Exponential Fitting
Download Exponential Fitting PDF/ePub or read online books in Mobi eBooks. Click Download or Read Online button to get Exponential Fitting book now. This website allows unlimited access to, at the time of writing, more than 1.5 million titles, including hundreds of thousands of titles in various foreign languages.
Practical Handbook of Curve Fitting
Practical Handbook of Curve Fitting is a reference work assembled by Arlinghaus and a set of editors with well over a century of combined experience in various disciplines and activities related to curve fitting. The book demonstrates how to analyze World data bases and graph and map the results. Default settings in software packages can produce attractive graphs of data imported into the software.

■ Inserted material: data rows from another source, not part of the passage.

//! End-to-end display session scenarios against the simulated platform.

use display_bridge::config::BridgeConfig;
use display_bridge::display::error::{PixelFormatError, SessionError};
use display_bridge::display::input::hresult;
use display_bridge::display::mock::{MockCall, MockPlatform};
use display_bridge::display::mode_switch::disp_change;
use display_bridge::display::types::{PixelFormatDescriptor, PixelFormatFlags, RawDisplayMode, WindowStyle};
use display_bridge::display::{DisplayRequest, SessionController, SessionState};
use rstest::rstest;

fn format(color: u32, alpha: u32, depth: u32, stencil: u32) -> PixelFormatDescriptor {
    PixelFormatDescriptor {
        flags: PixelFormatFlags::REQUIRED,
        color_bits: color,
        alpha_bits: alpha,
        depth_bits: depth,
        stencil_bits: stencil,
    }
}

fn single_mode_platform(formats: Vec<PixelFormatDescriptor>) -> MockPlatform {
    MockPlatform::new()
        .with_raw_modes(vec![RawDisplayMode::new(800, 600, 32, 60)])
        .with_formats(formats)
}

fn fullscreen_request() -> DisplayRequest {
    DisplayRequest {
        width: 800,
        height: 600,
        bpp: 32,
        refresh_hz: 60,
        alpha_bits: 8,
        depth_bits: 24,
        stencil_bits: 8,
        fullscreen: true,
    }
}

#[test]
fn smoke_fullscreen_session() {
    let mut ctl = SessionController::new(single_mode_platform(vec![format(32, 8, 24, 8)]));

    let window = ctl.create_display(&fullscreen_request()).unwrap();
    assert!(!window.is_null());
    assert_eq!(ctl.state(), SessionState::Active);
    assert_eq!(ctl.platform().live_windows(), vec![window]);

    let settings = ctl.platform().current_display_settings().unwrap();
    assert_eq!((settings.width, settings.height, settings.bits_per_pixel), (800, 600, 32));
    assert_eq!(settings.refresh_hz, Some(60));

    let params = ctl.platform().last_window_params().unwrap();
    assert_eq!(params.style, WindowStyle::Popup);
    assert_eq!((params.x, params.y), (0, 0));
    assert_eq!(params.title, "Display Bridge");

    ctl.destroy_display();
    assert!(ctl.platform().live_windows().is_empty());
    assert!(ctl.platform().current_display_settings().is_none());
    assert!(ctl.platform().cursor_visible());
}

#[test]
fn smoke_insufficient_depth_then_recover() {
    let mut ctl = SessionController::new(single_mode_platform(vec![format(32, 8, 16, 8)]));

    let err = ctl.create_display(&fullscreen_request()).unwrap_err();
    assert_eq!(
        err,
        SessionError::PixelFormat(PixelFormatError::DepthTooLow {
            requested: 24,
            actual: 16
        })
    );
    assert_eq!(ctl.state(), SessionState::Uninitialized);
    assert!(ctl.platform().live_windows().is_empty());
    assert!(ctl.platform().current_display_settings().is_none());

    // Enumeration and a satisfiable create still work afterwards.
    assert_eq!(ctl.list_modes().len(), 16);
    let request = DisplayRequest {
        depth_bits: 16,
        ..fullscreen_request()
    };
    ctl.create_display(&request).unwrap();
    assert!(ctl.is_active());
    ctl.destroy_display();
}

#[test]
fn smoke_repeated_sessions() {
    let mut ctl = SessionController::new(MockPlatform::standard());
    ctl.destroy_display();
    for i in 0..5 {
        let request = DisplayRequest {
            fullscreen: i % 2 == 0,
            ..fullscreen_request()
        };
        ctl.create_display(&request).unwrap();
        ctl.destroy_display();
        ctl.destroy_display();
    }
    assert_eq!(ctl.platform().windows_created(), 5);
    assert!(ctl.platform().live_windows().is_empty());
    assert!(ctl.platform().live_inputs().is_empty());
    assert_eq!(ctl.platform().registration_count(), 1);
}

#[test]
fn smoke_default_refresh_is_not_sent() {
    let mut ctl = SessionController::new(MockPlatform::standard());
    let request = DisplayRequest {
        refresh_hz: 0,
        ..fullscreen_request()
    };
    ctl.create_display(&request).unwrap();
    let settings = ctl.platform().current_display_settings().unwrap();
    assert_eq!(settings.refresh_hz, None);
    ctl.destroy_display();
}

#[test]
fn smoke_configured_window_identity() {
    let config = BridgeConfig {
        window_class_name: "HOSTSURFACE".to_string(),
        window_title: "Host Game".to_string(),
        input_version: 0x0700,
        ..BridgeConfig::default()
    };
    let mut ctl = SessionController::with_config(MockPlatform::standard(), &config);
    ctl.create_display(&fullscreen_request()).unwrap();

    let calls = ctl.platform().calls();
    assert!(calls.contains(&MockCall::RegisterWindowClass("HOSTSURFACE".to_string())));
    assert!(calls.contains(&MockCall::CreateInput(0x0700)));
    assert_eq!(ctl.platform().last_window_params().unwrap().title, "Host Game");
    ctl.destroy_display();
}

#[rstest]
#[case::mode_switch(MockPlatform::standard().with_display_change_code(disp_change::FAILED), true)]
#[case::unreported_mode(MockPlatform::standard().with_raw_modes(vec![RawDisplayMode::new(640, 480, 16, 60)]), true)]
#[case::registration(MockPlatform::standard().with_registration_failure(), true)]
#[case::window(MockPlatform::standard().with_window_failure(), true)]
#[case::input(MockPlatform::standard().with_input_code(hresult::DIERR_INVALIDPARAM), true)]
#[case::desktop_depth(MockPlatform::standard().with_desktop_depth(16), false)]
#[case::no_formats(MockPlatform::standard().with_formats(Vec::new()), true)]
#[case::describe(MockPlatform::standard().with_describe_failure(), true)]
#[case::commit(MockPlatform::standard().with_commit_failure(), true)]
fn smoke_failed_create_leaves_nothing_alive(#[case] platform: MockPlatform, #[case] fullscreen: bool) {
    let mut ctl = SessionController::new(platform);
    let request = DisplayRequest {
        fullscreen,
        ..fullscreen_request()
    };

    assert!(ctl.create_display(&request).is_err());

    assert_eq!(ctl.state(), SessionState::Uninitialized);
    assert!(ctl.window().is_none());
    assert!(ctl.platform().live_windows().is_empty());
    assert!(ctl.platform().live_inputs().is_empty());
    assert!(ctl.platform().current_display_settings().is_none());
    assert!(ctl.platform().cursor_visible());
}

Often, however, the default graph has no equation associated with it and cannot therefore be used as a tool for further analysis or projection of the data. The same software can often be used to generate curves from equations. The reader is shown directly, and in a series of steps, how to fit curves to data using Lotus 1-2-3. There are traditional unbounded curve fitting techniques-lines of least squares, exponentials, logistic curves, and Gompertz curves. There is the bounded curve fitting technique of cubic spline interpolation. Beyond these, there is a detailed application of Feigenbaum's graphical analysis from chaos theory, and there is a hint as to how fractal geometry might come into play. Curve fitting algorithms take on new life when they are actually used on real-world data. They are used in numerous worked examples drawn from electronic data bases of public domain information from the Stars data base of The World Bank and from the WRD data base of the World Resources Institute. The applications are current and reflect a state-of-the-art interest in the human dimensions of global change.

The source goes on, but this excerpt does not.